Regarding third-party content and third-party links, such content and links should not be permitted to be inaccessible, even if it pre-exists the effective date of the regulation, if it is used in any way to access a public entity's programs, services, or activities. Whether content or links are "used" for the government program should be defined broadly to include content that provides information about the entity's programs, services, and activities.

Finally, any inaccessible content must be accompanied by a requirement that the covered entity make a plan to remediate the content and provide a mechanism for people with disabilities to request the material be made accessible and for accessibility to be provided (and thereafter maintained) with a short, firm deadline. The means for requesting access must be easy for website users to find and particularly associated with any inaccessible material. Without such a mechanism to request and receive accessible format versions of inaccessible content, the exceptions will be a complete bar to important government information and programs. In addition, people with disabilities should not be required to repeatedly request accessibility for each document they will encounter. In continuing programs, such as education, for example, once a parent or student requests accessibility of pre-existing documents, future documents the student or parent will need to encounter or use must be made accessible without a subsequent request.

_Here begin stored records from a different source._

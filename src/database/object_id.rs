use std::fmt;
use std::str::FromStr;
use std::sync::atomic::{AtomicU32, Ordering};
use std::sync::OnceLock;

use serde::{Deserialize, Deserializer, Serialize, Serializer};
use thiserror::Error;

/// Rejected path identifier. Never reaches the store.
#[derive(Debug, Clone, PartialEq, Eq, Error)]
#[error("invalid document id: {raw:?}")]
pub struct InvalidIdError {
    pub raw: String,
}

/// 12-byte document key, rendered as 24 lowercase hex characters.
///
/// Layout follows the usual document-store convention: 4-byte big-endian
/// unix timestamp, 5 bytes of per-process randomness, 3-byte counter.
#[derive(Debug, Clone, Copy, PartialEq, Eq, Hash, PartialOrd, Ord)]
pub struct ObjectId([u8; 12]);

impl ObjectId {
    pub const HEX_LEN: usize = 24;

    /// Generate a fresh key.
    pub fn new() -> Self {
        let timestamp = chrono::Utc::now().timestamp() as u32;
        let count = next_counter();

        let mut bytes = [0u8; 12];
        bytes[0..4].copy_from_slice(&timestamp.to_be_bytes());
        bytes[4..9].copy_from_slice(process_unique());
        bytes[9..12].copy_from_slice(&count.to_be_bytes()[1..4]);
        Self(bytes)
    }

    pub fn from_bytes(bytes: [u8; 12]) -> Self {
        Self(bytes)
    }

    pub fn bytes(&self) -> [u8; 12] {
        self.0
    }

    /// Parse a path segment. Accepts exactly 24 hex digits in either case.
    pub fn parse_str(raw: &str) -> Result<Self, InvalidIdError> {
        let invalid = || InvalidIdError { raw: raw.to_string() };

        let raw_bytes = raw.as_bytes();
        if raw_bytes.len() != Self::HEX_LEN {
            return Err(invalid());
        }

        let mut bytes = [0u8; 12];
        for (i, pair) in raw_bytes.chunks_exact(2).enumerate() {
            let hi = hex_value(pair[0]).ok_or_else(invalid)?;
            let lo = hex_value(pair[1]).ok_or_else(invalid)?;
            bytes[i] = (hi << 4) | lo;
        }
        Ok(Self(bytes))
    }

    pub fn to_hex(&self) -> String {
        self.to_string()
    }

    /// Seconds since the epoch embedded in the key.
    pub fn timestamp(&self) -> u32 {
        u32::from_be_bytes([self.0[0], self.0[1], self.0[2], self.0[3]])
    }
}

impl Default for ObjectId {
    fn default() -> Self {
        Self::new()
    }
}

impl fmt::Display for ObjectId {
    fn fmt(&self, f: &mut fmt::Formatter<'_>) -> fmt::Result {
        for b in self.0 {
            write!(f, "{:02x}", b)?;
        }
        Ok(())
    }
}

impl FromStr for ObjectId {
    type Err = InvalidIdError;

    fn from_str(s: &str) -> Result<Self, Self::Err> {
        Self::parse_str(s)
    }
}

impl Serialize for ObjectId {
    fn serialize<S: Serializer>(&self, serializer: S) -> Result<S::Ok, S::Error> {
        serializer.serialize_str(&self.to_hex())
    }
}

impl<'de> Deserialize<'de> for ObjectId {
    fn deserialize<D: Deserializer<'de>>(deserializer: D) -> Result<Self, D::Error> {
        let raw = String::deserialize(deserializer)?;
        Self::parse_str(&raw).map_err(serde::de::Error::custom)
    }
}

fn hex_value(c: u8) -> Option<u8> {
    match c {
        b'0'..=b'9' => Some(c - b'0'),
        b'a'..=b'f' => Some(c - b'a' + 10),
        b'A'..=b'F' => Some(c - b'A' + 10),
        _ => None,
    }
}

fn process_unique() -> &'static [u8; 5] {
    static UNIQUE: OnceLock<[u8; 5]> = OnceLock::new();
    UNIQUE.get_or_init(|| {
        let random = uuid::Uuid::new_v4();
        let mut out = [0u8; 5];
        out.copy_from_slice(&random.as_bytes()[..5]);
        out
    })
}

fn next_counter() -> u32 {
    static COUNTER: OnceLock<AtomicU32> = OnceLock::new();
    let counter = COUNTER.get_or_init(|| {
        let seed = uuid::Uuid::new_v4();
        let b = seed.as_bytes();
        AtomicU32::new(u32::from_be_bytes([0, b[0], b[1], b[2]]))
    });
    counter.fetch_add(1, Ordering::Relaxed) & 0x00FF_FFFF
}
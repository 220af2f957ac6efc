use std::io::Read;

use anyhow::Context;
use clap::Subcommand;
use reqwest::Method;
use serde_json::Value;

use crate::cli::client::ApiClient;
use crate::cli::utils::{output_collection, output_document, output_success};
use crate::cli::OutputFormat;

#[derive(Subcommand)]
pub enum ResourceCommands {
    #[command(about = "List every document in the collection")]
    List,

    #[command(about = "Show one document")]
    Get {
        #[arg(help = "Document ID")]
        id: String,
    },

    #[command(about = "Create a document from --data or stdin")]
    Create {
        #[arg(long, help = "JSON body (reads stdin when omitted)")]
        data: Option<String>,
    },

    #[command(about = "Replace a document from --data or stdin")]
    Update {
        #[arg(help = "Document ID")]
        id: String,
        #[arg(long, help = "JSON body (reads stdin when omitted)")]
        data: Option<String>,
    },

    #[command(about = "Delete a document")]
    Delete {
        #[arg(help = "Document ID")]
        id: String,
    },
}

pub async fn handle(
    client: &ApiClient,
    collection: &str,
    cmd: ResourceCommands,
    output_format: OutputFormat,
) -> anyhow::Result<()> {
    match cmd {
        ResourceCommands::List => {
            let documents = client.request(Method::GET, &[collection], None).await?;
            output_collection(&output_format, collection, &documents)
        }
        ResourceCommands::Get { id } => {
            let document = client
                .request(Method::GET, &[collection, id.as_str()], None)
                .await?;
            output_document(&output_format, &document)
        }
        ResourceCommands::Create { data } => {
            let body = read_body(data)?;
            let created = client.request(Method::POST, &[collection], Some(&body)).await?;
            let id = created.get("id").and_then(Value::as_str).unwrap_or_default().to_string();
            output_success(&output_format, &format!("Created {}", id), Some(created))
        }
        ResourceCommands::Update { id, data } => {
            let body = read_body(data)?;
            client
                .request(Method::PUT, &[collection, id.as_str()], Some(&body))
                .await?;
            output_success(&output_format, &format!("Updated {}", id), None)
        }
        ResourceCommands::Delete { id } => {
            let deleted = client
                .request(Method::DELETE, &[collection, id.as_str()], None)
                .await?;
            let message = deleted
                .get("message")
                .and_then(Value::as_str)
                .map(str::to_string)
                .unwrap_or_else(|| format!("Deleted {}", id));
            output_success(&output_format, &message, None)
        }
    }
}

/// `--data` wins; otherwise the body is read from stdin.
fn read_body(data: Option<String>) -> anyhow::Result<Value> {
    let raw = match data {
        Some(raw) => raw,
        None => {
            let mut raw = String::new();
            std::io::stdin()
                .read_to_string(&mut raw)
                .context("failed to read body from stdin")?;
            raw
        }
    };
    parse_body(&raw)
}

fn parse_body(raw: &str) -> anyhow::Result<Value> {
    let body: Value = serde_json::from_str(raw).context("body is not valid JSON")?;
    if !body.is_object() {
        anyhow::bail!("body must be a JSON object");
    }
    Ok(body)
}
pub mod auth;
pub mod dashboard;
pub mod profile;
pub mod resource;
pub mod service;
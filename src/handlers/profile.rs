// handlers/profile.rs - GET /profile handler

use axum::{response::Json, Extension};

use crate::auth::SessionUser;

/// Current session identity. `require_session` answers 401 before this runs
/// when there is no valid session.
pub async fn profile(Extension(user): Extension<SessionUser>) -> Json<SessionUser> {
    Json(user)
}

#[cfg(test)]
mod tests {
    use axum::body::Body;
    use axum::http::{header, Method, Request, StatusCode};
    use serde_json::{json, Value};

    use crate::auth::{issue_session_token, SessionUser};
    use crate::testing::{memory_app, send, send_request, test_config};

    fn user() -> SessionUser {
        SessionUser {
            id: "108".into(),
            name: "Grace Hopper".into(),
            email: Some("grace@example.com".into()),
            photo: Some("https://example.com/grace.png".into()),
        }
    }

    fn token() -> String {
        issue_session_token(&user(), &test_config().security).unwrap()
    }

    async fn get_profile(header: Option<(header::HeaderName, String)>) -> (StatusCode, Value) {
        let mut builder = Request::builder().uri("/profile");
        if let Some((name, value)) = header {
            builder = builder.header(name, value);
        }
        let (status, _, body) = send_request(&memory_app(), builder.body(Body::empty()).unwrap()).await;
        (status, serde_json::from_slice(&body).unwrap())
    }

    #[tokio::test]
    async fn anonymous_requests_are_unauthorized() {
        let (status, body) = send(&memory_app(), Method::GET, "/profile", None).await;
        assert_eq!(status, StatusCode::UNAUTHORIZED);
        assert_eq!(body["message"], "Not authenticated");
    }

    #[tokio::test]
    async fn session_cookie_returns_identity() {
        let (status, body) = get_profile(Some((header::COOKIE, format!("session={}", token())))).await;
        assert_eq!(status, StatusCode::OK);
        assert_eq!(
            body,
            json!({
                "id": "108",
                "name": "Grace Hopper",
                "email": "grace@example.com",
                "photo": "https://example.com/grace.png"
            })
        );
    }

    #[tokio::test]
    async fn bearer_token_returns_identity() {
        let (status, body) = get_profile(Some((header::AUTHORIZATION, format!("Bearer {}", token())))).await;
        assert_eq!(status, StatusCode::OK);
        assert_eq!(body["name"], "Grace Hopper");
    }

    #[tokio::test]
    async fn forged_tokens_are_unauthorized() {
        let mut security = test_config().security;
        security.session_secret = "someone-else".into();
        let forged = issue_session_token(&user(), &security).unwrap();

        let (status, _) = get_profile(Some((header::COOKIE, format!("session={}", forged)))).await;
        assert_eq!(status, StatusCode::UNAUTHORIZED);
    }
}
use anyhow::Context;
use tracing_subscriber::EnvFilter;

use catalog_api::app::app;
use catalog_api::config::AppConfig;
use catalog_api::database::DatabaseManager;
use catalog_api::state::AppState;

#[tokio::main]
async fn main() -> anyhow::Result<()> {
    // Load .env if present so cargo run picks up DATABASE_URL, SESSION_SECRET, etc.
    let _ = dotenvy::dotenv();

    tracing_subscriber::fmt()
        .with_env_filter(
            EnvFilter::try_from_default_env().unwrap_or_else(|_| EnvFilter::new("catalog_api=info,tower_http=info")),
        )
        .init();

    let config = AppConfig::from_env().context("invalid configuration")?;
    config.validate().context("invalid configuration")?;
    tracing::info!("Starting catalog API in {:?} mode", config.environment);
    if !config.oauth_enabled() {
        tracing::warn!("GOOGLE_CLIENT_ID/GOOGLE_CLIENT_SECRET not set; Google login is disabled");
    }

    let store = DatabaseManager::connect(&config.database)
        .await
        .context("failed to connect to the database")?;

    let bind_addr = format!("0.0.0.0:{}", config.server.port);
    let state = AppState::new(store, config);

    let listener = tokio::net::TcpListener::bind(&bind_addr)
        .await
        .with_context(|| format!("failed to bind {}", bind_addr))?;
    tracing::info!("Listening on http://{}", bind_addr);

    axum::serve(listener, app(state)).await.context("server error")?;
    Ok(())
}
//! Google OAuth 2.0 authorization-code flow.

use serde::Deserialize;
use thiserror::Error;
use url::Url;

use crate::auth::SessionUser;
use crate::config::AppConfig;

const AUTHORIZE_URL: &str = "https://accounts.google.com/o/oauth2/v2/auth";
const TOKEN_URL: &str = "https://oauth2.googleapis.com/token";
const USERINFO_URL: &str = "https://openidconnect.googleapis.com/v1/userinfo";
const SCOPES: &str = "openid profile email";

#[derive(Debug, Error)]
pub enum OAuthError {
    #[error("Google login is not configured")]
    NotConfigured,
    #[error("Provider returned an error: {0}")]
    Denied(String),
    #[error("Missing authorization code")]
    MissingCode,
    #[error("OAuth state mismatch")]
    StateMismatch,
    #[error(transparent)]
    Url(#[from] url::ParseError),
    #[error(transparent)]
    Http(#[from] reqwest::Error),
}

#[derive(Debug, Deserialize)]
struct TokenResponse {
    access_token: String,
}

#[derive(Debug, Deserialize)]
struct UserInfo {
    sub: String,
    name: Option<String>,
    email: Option<String>,
    picture: Option<String>,
}

impl From<UserInfo> for SessionUser {
    fn from(info: UserInfo) -> Self {
        let name = info
            .name
            .or_else(|| info.email.clone())
            .unwrap_or_else(|| info.sub.clone());
        Self {
            id: info.sub,
            name,
            email: info.email,
            photo: info.picture,
        }
    }
}

pub struct GoogleOAuth<'a> {
    client_id: &'a str,
    client_secret: &'a str,
    callback_url: &'a str,
    http: &'a reqwest::Client,
}

impl<'a> GoogleOAuth<'a> {
    pub fn from_config(config: &'a AppConfig, http: &'a reqwest::Client) -> Result<Self, OAuthError> {
        match (&config.oauth.google_client_id, &config.oauth.google_client_secret) {
            (Some(client_id), Some(client_secret)) => Ok(Self {
                client_id,
                client_secret,
                callback_url: &config.oauth.google_callback_url,
                http,
            }),
            _ => Err(OAuthError::NotConfigured),
        }
    }

    /// Consent screen URL carrying `state` for CSRF protection.
    pub fn authorize_url(&self, state: &str) -> Result<Url, OAuthError> {
        Ok(Url::parse_with_params(
            AUTHORIZE_URL,
            &[
                ("client_id", self.client_id),
                ("redirect_uri", self.callback_url),
                ("response_type", "code"),
                ("scope", SCOPES),
                ("state", state),
            ],
        )?)
    }

    /// Exchange the callback `code` for the user's identity.
    pub async fn authenticate(&self, code: &str) -> Result<SessionUser, OAuthError> {
        let access_token = self.exchange_code(code).await?;
        self.fetch_user(&access_token).await
    }

    async fn exchange_code(&self, code: &str) -> Result<String, OAuthError> {
        let token: TokenResponse = self
            .http
            .post(TOKEN_URL)
            .form(&[
                ("code", code),
                ("client_id", self.client_id),
                ("client_secret", self.client_secret),
                ("redirect_uri", self.callback_url),
                ("grant_type", "authorization_code"),
            ])
            .send()
            .await?
            .error_for_status()?
            .json()
            .await?;
        Ok(token.access_token)
    }

    async fn fetch_user(&self, access_token: &str) -> Result<SessionUser, OAuthError> {
        let info: UserInfo = self
            .http
            .get(USERINFO_URL)
            .bearer_auth(access_token)
            .send()
            .await?
            .error_for_status()?
            .json()
            .await?;
        Ok(info.into())
    }
}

State and local government services, programs and activities are increasingly being offered through online means. At the same time, in-person access to information and participation in such programs is being restricted in favor of online access. Town, City, and County offices are reducing their staffing as more and more services and information are offered online. Therefore, residents no longer have sufficient options to avoid using online services and information. Denial of access to the digital world is not merely a closure of one of many means of access. It is a complete exclusion from access. There simply is no other feasible way of interacting with one's government. The pandemic has already accelerated this trend and it will only continue and grow. For that reason, it is absolutely essential that people with disabilities have full and equal access to online information and services by their governments. And it is absolutely unacceptable that large swathes of that information and services be foreclosed to people with disabilities. This rule not only closes off large swathes of government information and services but proposes to do so permanently and even for new content. Such unequal access fails to recognize that accessibility solutions are constantly developing to overcome accessibility barriers and that, even now, accessibility is achievable. Such unequal access fails to recognize the essential nature of government programs, services, and activities—they are not optional. And such unequal access fails to value the contributions of people with disabilities to their communities—if they are allowed to contribute.

I urge the Department to proceed with the proposed regulation without the proposed exceptions for new content and without permanent exceptions for existing content.